The anecdotes provided by some of the 83% who said their family life was affected by workplace stress were bleak, a litany of broken relationships, anger, guilt and despair. 

“I don’t recognise the person I was before I became a consultant. I’ve lost many friends who cannot understand the pressure that I am under and am considering resignation before I lose my family,” went one typical response. 

Coming home to their children after a day’s work, another said, “I can hear myself yelling at them and I just can’t stop.” 

Nearly 85% reported skipping breaks ‘always’ or ‘often’ because of workload, with doctors reporting being forced to eat lunch over bins next to the operating theatre – an image far from the high-tech, 2020 NHS vision that policy-makers wish to achieve. 

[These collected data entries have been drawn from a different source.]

use std::ops::{Add, BitOr, Mul, Shr};
use std::rc::Rc;

use crate::lexer::Token;

use super::state::{ParseError, ParseResult, ParseState, Parser};

type ParserFn<T> = Rc<dyn Fn(&mut ParseState) -> ParseResult<T>>;

// === Boxed Parser for type erasure ===

pub struct BoxedParser<T> {
    parser: ParserFn<T>,
}

impl<T> Clone for BoxedParser<T> {
    fn clone(&self) -> Self {
        BoxedParser {
            parser: Rc::clone(&self.parser),
        }
    }
}

impl<T: 'static> BoxedParser<T> {
    pub fn new<P: Parser<T> + 'static>(parser: P) -> Self {
        BoxedParser {
            parser: Rc::new(move |state| parser.parse(state)),
        }
    }
}

impl<T> Parser<T> for BoxedParser<T> {
    fn parse(&self, state: &mut ParseState) -> ParseResult<T> {
        (self.parser)(state)
    }
}

// === Combinators ===

impl<T: 'static> BoxedParser<T> {
    /// Choice: try self, if fails try other
    pub fn or(self, other: BoxedParser<T>) -> BoxedParser<T> {
        BoxedParser::new(move |state: &mut ParseState| {
            let pos = state.position();
            match self.parse(state) {
                Ok(a) => Ok(a),
                Err(_) => {
                    // Error is already recorded in state by the parser
                    state.restore(pos);
                    other.parse(state)
                }
            }
        })
    }

    /// Add a label to this parser for better error messages
    pub fn label(self, name: &'static str) -> BoxedParser<T> {
        BoxedParser::new(move |state: &mut ParseState| match self.parse(state) {
            Ok(v) => Ok(v),
            Err(mut err) => {
                // Replace expected with our label
                err.expected = vec![name.to_string()];
                state.record_error(err.clone());
                Err(err)
            }
        })
    }
}

// === Operator Overloading ===

/// `+` for sequence: A + B -> (A, B)
impl<T: 'static, U: 'static> Add<BoxedParser<U>> for BoxedParser<T> {
    type Output = BoxedParser<(T, U)>;

    fn add(self, rhs: BoxedParser<U>) -> Self::Output {
        BoxedParser::new(move |state: &mut ParseState| {
            let a = self.parse(state)?;
            let b = rhs.parse(state)?;
            Ok((a, b))
        })
    }
}

/// `*` for keep right: A * B -> B (parse A, discard result)
impl<T: 'static, U: 'static> Mul<BoxedParser<U>> for BoxedParser<T> {
    type Output = BoxedParser<U>;

    fn mul(self, rhs: BoxedParser<U>) -> Self::Output {
        BoxedParser::new(move |state: &mut ParseState| {
            self.parse(state)?;
            rhs.parse(state)
        })
    }
}

/// `|` for choice: A | B -> A or B
impl<T: 'static> BitOr<BoxedParser<T>> for BoxedParser<T> {
    type Output = BoxedParser<T>;

    fn bitor(self, rhs: BoxedParser<T>) -> Self::Output {
        self.or(rhs)
    }
}

/// `>>` for map: A >> fn -> B
impl<T: 'static, U: 'static, F: Fn(T) -> U + 'static> Shr<F> for BoxedParser<T> {
    type Output = BoxedParser<U>;

    fn shr(self, f: F) -> Self::Output {
        BoxedParser::new(move |state: &mut ParseState| {
            let a = self.parse(state)?;
            Ok(f(a))
        })
    }
}

// === Primitive Parsers ===

/// Low-level token parser with custom error - for internal use
fn token_with_error<F: Fn(&Token) -> bool + 'static>(
    predicate: F,
    expected: &'static str,
) -> BoxedParser<Token> {
    BoxedParser::new(move |state: &mut ParseState| {
        let err = match state.peek() {
            Some(tok) if predicate(tok) => {
                return state
                    .advance()
                    .ok_or_else(|| ParseError::new("unexpected end of input"));
            }
            Some(tok) => ParseError::new("unexpected token")
                .expected(expected)
                .found(tok.describe())
                .at(tok.pos()),
            None => ParseError::new("unexpected end of input").expected(expected),
        };
        state.record_error(err.clone());
        Err(err)
    })
}

pub fn expect_comma() -> BoxedParser<Token> {
    token_with_error(|t| matches!(t, Token::Comma(_)), "','")
}

pub fn expect_lparen() -> BoxedParser<Token> {
    token_with_error(|t| matches!(t, Token::LParen(_)), "'('")
}

pub fn expect_rparen() -> BoxedParser<Token> {
    token_with_error(|t| matches!(t, Token::RParen(_)), "')'")
}

pub fn expect_lbracket() -> BoxedParser<Token> {
    token_with_error(|t| matches!(t, Token::LBracket(_)), "'['")
}

pub fn expect_rbracket() -> BoxedParser<Token> {
    token_with_error(|t| matches!(t, Token::RBracket(_)), "']'")
}

pub fn expect_lbrace() -> BoxedParser<Token> {
    token_with_error(|t| matches!(t, Token::LBrace(_)), "'{'")
}

pub fn expect_rbrace() -> BoxedParser<Token> {
    token_with_error(|t| matches!(t, Token::RBrace(_)), "'}'")
}

pub fn expect_maps_to() -> BoxedParser<Token> {
    token_with_error(|t| matches!(t, Token::MapsTo(_)), "'|->'")
}

pub fn expect_bar() -> BoxedParser<Token> {
    token_with_error(|t| matches!(t, Token::Bar(_)), "'|'")
}

pub fn expect_ampersand() -> BoxedParser<Token> {
    token_with_error(|t| matches!(t, Token::Ampersand(_)), "'&'")
}

pub fn expect_tilde() -> BoxedParser<Token> {
    token_with_error(|t| matches!(t, Token::Tilde(_)), "'~'")
}

/// Parse zero or more occurrences
pub fn many<T: 'static>(parser: BoxedParser<T>) -> BoxedParser<Vec<T>> {
    BoxedParser::new(move |state: &mut ParseState| {
        let mut results = Vec::new();
        loop {
            let pos = state.position();
            match parser.parse(state) {
                Ok(item) => results.push(item),
                Err(_) => {
                    state.restore(pos);
                    break;
                }
            }
        }
        Ok(results)
    })
}

/// Optional: parse zero or one
pub fn optional<T: 'static>(parser: BoxedParser<T>) -> BoxedParser<Option<T>> {
    BoxedParser::new(move |state: &mut ParseState| {
        let pos = state.position();
        match parser.parse(state) {
            Ok(item) => Ok(Some(item)),
            Err(_) => {
                state.restore(pos);
                Ok(None)
            }
        }
    })
}

/// Parse `item ("," item)*`, or nothing at all.
pub fn comma_separated<T: 'static>(item: BoxedParser<T>) -> BoxedParser<Vec<T>> {
    BoxedParser::new(move |state: &mut ParseState| {
        let Some(first) = optional(item.clone()).parse(state)? else {
            return Ok(vec![]);
        };
        let rest = many(expect_comma() * item.clone()).parse(state)?;
        Ok(std::iter::once(first).chain(rest).collect())
    })
}

#[cfg(test)]
mod tests {
    use super::*;

    fn state(input: &str) -> ParseState {
        ParseState::new(Token::lex(input).expect("lexing failed"))
    }

    #[test]
    fn test_operators_compose() {
        let pair = expect_lparen() + expect_comma() * expect_rparen()
            >> |(open, close)| {
                matches!(open, Token::LParen(_)) && matches!(close, Token::RParen(_))
            };

        let mut input = state("(,)");
        assert!(matches!(pair.parse(&mut input), Ok(true)));
        assert!(!input.has_next());
    }

    #[test]
    fn test_choice_restores_and_merges_expectations() {
        let either = expect_bar() | expect_tilde();

        let mut input = state("~");
        assert!(matches!(either.parse(&mut input), Ok(Token::Tilde(_))));

        let mut input = state("&");
        assert!(either.parse(&mut input).is_err());
        assert_eq!(input.position(), 0);
        let expected = &input.furthest_error().expect("error recorded").expected;
        assert!(expected.contains(&"'|'".to_string()));
        assert!(expected.contains(&"'~'".to_string()));
    }

    #[test]
    fn test_comma_separated_allows_empty() {
        let items = comma_separated(expect_tilde());
        let count = |input: &str| items.parse(&mut state(input)).map(|found| found.len()).ok();
        assert_eq!(count("~, ~, ~"), Some(3));
        assert_eq!(count(")"), Some(0));
    }
}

Repeatedly the message was the same. Doctors are facing a life choice between continuing in a profession they once loved or leaving to preserve their mental and physical health and wellbeing. 

In 2013, when the Care Quality Commission conducted an independent audit of its own workforce, a body often blamed as a driver of pressures locally was itself in the spotlight over internal stress levels, bullying and depression, leading to promises of a new ‘zero tolerance’ policy to change the management culture deemed the root cause. 

All the evidence from consultants suggests that it is time for a similarly candid, mature approach to the issue within our hospitals. 

HCSA members told us that the main drivers of workplace stress were “unsympathetic management” and “lack of communication between staff and management”, alongside “lack of consultation over changes” and “too much work”. 

We would be doing hospital doctors and the whole NHS family a disservice if we were to ignore these cries for help. Plummeting morale and the haemorrhaging of skilled professionals from the service is becoming a critical issue. 

With the alternative being a threatened mass exodus of staff, a solution would benefit employers, patients, staff and the health of the country as a whole.

So we say to all health service organisations: work with us, in a spirit of partnership locally, to carry out stress testing that will pinpoint and release these dangerous pressures within the system and stamp out this endemic problem. 

Our goal must be to create an environment where improvements to the health and wellbeing of staff feed through to patient care, reflecting the accurate maxim that a happy doctor makes for happy patients.